WHAT TO DO: Your job is to copy every line in the material containing the word "value".

DATA SECTION:
<<<<

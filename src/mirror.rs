//! Remote mirror bookkeeping
//!
//! [`MirrorState`] tracks what has been pushed to the object store: the
//! version history of every item, the version last uploaded per identity, the
//! pinned versions that must never be deleted and the public links of the
//! newest upload. It is loaded at the start of a batch run, mutated in memory
//! and written back with a single [`MirrorState::flush`] at the end.

use crate::config::MirrorConfig;
use crate::types::Identity;
use crate::{Error, Result};
use serde::{Deserialize, Serialize};
use serde::de::DeserializeOwned;
use std::collections::{BTreeMap, BTreeSet, VecDeque};
use std::path::{Path, PathBuf};

/// Contents of the version history file
#[derive(Debug, Default, Serialize, Deserialize)]
struct VersionFile {
    /// Item name → versions on the mirror, newest first
    #[serde(default)]
    history: BTreeMap<String, VecDeque<String>>,
    /// `name/platform/arch` → version last uploaded
    #[serde(default)]
    mirrored: BTreeMap<String, String>,
}

/// In-memory mirror state of one batch run
#[derive(Debug)]
pub struct MirrorState {
    version_path: PathBuf,
    latest_link_path: PathBuf,
    versions: VersionFile,
    retained: BTreeMap<String, BTreeSet<String>>,
    latest_links: BTreeMap<String, Vec<String>>,
    dirty: bool,
}

impl MirrorState {
    /// Load the state files from the data directory; missing files are empty
    pub async fn load(config: &MirrorConfig) -> Result<Self> {
        let versions: VersionFile = read_json(&config.version_path()).await?.unwrap_or_default();
        let retained = read_json(&config.retained_version_path())
            .await?
            .unwrap_or_default();
        let latest_links = read_json(&config.latest_link_path())
            .await?
            .unwrap_or_default();

        Ok(Self {
            version_path: config.version_path(),
            latest_link_path: config.latest_link_path(),
            versions,
            retained,
            latest_links,
            dirty: false,
        })
    }

    /// Version last uploaded for an identity
    pub fn mirrored_version(&self, identity: &Identity) -> Option<&str> {
        self.versions
            .mirrored
            .get(&identity.to_string())
            .map(String::as_str)
    }

    /// Record the version uploaded for an identity
    pub fn set_mirrored_version(&mut self, identity: &Identity, version: &str) {
        let previous = self
            .versions
            .mirrored
            .insert(identity.to_string(), version.to_string());
        if previous.as_deref() != Some(version) {
            self.dirty = true;
        }
    }

    /// Versions of an item on the mirror, newest first
    pub fn history(&self, name: &str) -> Vec<String> {
        self.versions
            .history
            .get(name)
            .map(|h| h.iter().cloned().collect())
            .unwrap_or_default()
    }

    /// Whether `version` of `name` is pinned
    pub fn is_pinned(&self, name: &str, version: &str) -> bool {
        self.retained
            .get(name)
            .is_some_and(|pinned| pinned.contains(version))
    }

    /// Push `version` to the front of the history of `name`
    ///
    /// Returns `false` when it already is the newest entry.
    pub fn push_version(&mut self, name: &str, version: &str) -> bool {
        let history = self.versions.history.entry(name.to_string()).or_default();
        if history.front().is_some_and(|v| v == version) {
            return false;
        }
        history.push_front(version.to_string());
        self.dirty = true;
        true
    }

    /// Trim the history of `name` and return the version to delete, if any
    pub fn trim_history(&mut self, name: &str, retain_count: usize) -> Option<String> {
        let pinned = self.retained.get(name).cloned().unwrap_or_default();
        let history = self.versions.history.get_mut(name)?;
        let before = history.len();
        let doomed = apply_retention(history, retain_count, &pinned);
        if history.len() != before {
            self.dirty = true;
        }
        doomed
    }

    /// Public links of the newest upload of `name`
    pub fn latest_links(&self, name: &str) -> &[String] {
        self.latest_links
            .get(name)
            .map(Vec::as_slice)
            .unwrap_or_default()
    }

    /// Replace the public links of `name`
    pub fn set_latest_links(&mut self, name: &str, links: Vec<String>) {
        if self.latest_links.get(name) != Some(&links) {
            self.latest_links.insert(name.to_string(), links);
            self.dirty = true;
        }
    }

    /// Append links to those of the newest upload of `name`, skipping known ones
    ///
    /// Used when further variants of the current version are uploaded.
    pub fn add_latest_links(&mut self, name: &str, links: Vec<String>) {
        let current = self.latest_links.entry(name.to_string()).or_default();
        for link in links {
            if !current.contains(&link) {
                current.push(link);
                self.dirty = true;
            }
        }
    }

    /// Whether there are changes not yet written
    pub fn is_dirty(&self) -> bool {
        self.dirty
    }

    /// Write pending changes; a no-op when nothing changed since the last flush
    ///
    /// Returns whether anything was written. Pinned versions are never
    /// written: they are maintained by hand.
    pub async fn flush(&mut self) -> Result<bool> {
        if !self.dirty {
            return Ok(false);
        }
        write_json(&self.version_path, &self.versions).await?;
        write_json(&self.latest_link_path, &self.latest_links).await?;
        self.dirty = false;

        tracing::info!(path = %self.version_path.display(), "mirror state flushed");
        Ok(true)
    }
}

/// Apply the retention rule to one history (newest first)
///
/// When the history holds more than `retain_count + 1` versions the oldest is
/// dropped. It is returned for deletion unless it is pinned or equal to the
/// newest version.
pub fn apply_retention(
    history: &mut VecDeque<String>,
    retain_count: usize,
    pinned: &BTreeSet<String>,
) -> Option<String> {
    if history.len() <= retain_count + 1 {
        return None;
    }
    let oldest = history.pop_back()?;

    if pinned.contains(&oldest) {
        tracing::info!(version = %oldest, "oldest version is pinned, keeping it on the mirror");
        return None;
    }
    if history.front() == Some(&oldest) {
        return None;
    }
    Some(oldest)
}

async fn read_json<T: DeserializeOwned>(path: &Path) -> Result<Option<T>> {
    match tokio::fs::read_to_string(path).await {
        Ok(content) if content.trim().is_empty() => Ok(None),
        Ok(content) => serde_json::from_str(&content).map(Some).map_err(|e| {
            Error::Other(format!("failed to parse {}: {}", path.display(), e))
        }),
        Err(e) if e.kind() == std::io::ErrorKind::NotFound => Ok(None),
        Err(e) => Err(Error::Io(e)),
    }
}

/// Write through a temporary file so a crash never leaves a truncated file
async fn write_json<T: Serialize>(path: &Path, value: &T) -> Result<()> {
    if let Some(parent) = path.parent()
        && !parent.as_os_str().is_empty()
    {
        tokio::fs::create_dir_all(parent).await?;
    }
    let content = serde_json::to_string_pretty(value)?;
    let tmp = path.with_extension("json.tmp");
    tokio::fs::write(&tmp, content).await?;
    tokio::fs::rename(&tmp, path).await?;
    Ok(())
}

>>>>

RESPONSE:
async fn write_json<T: Serialize>(path: &Path, value: &T) -> Result<()> {
    let content = serde_json::to_string_pretty(value)?;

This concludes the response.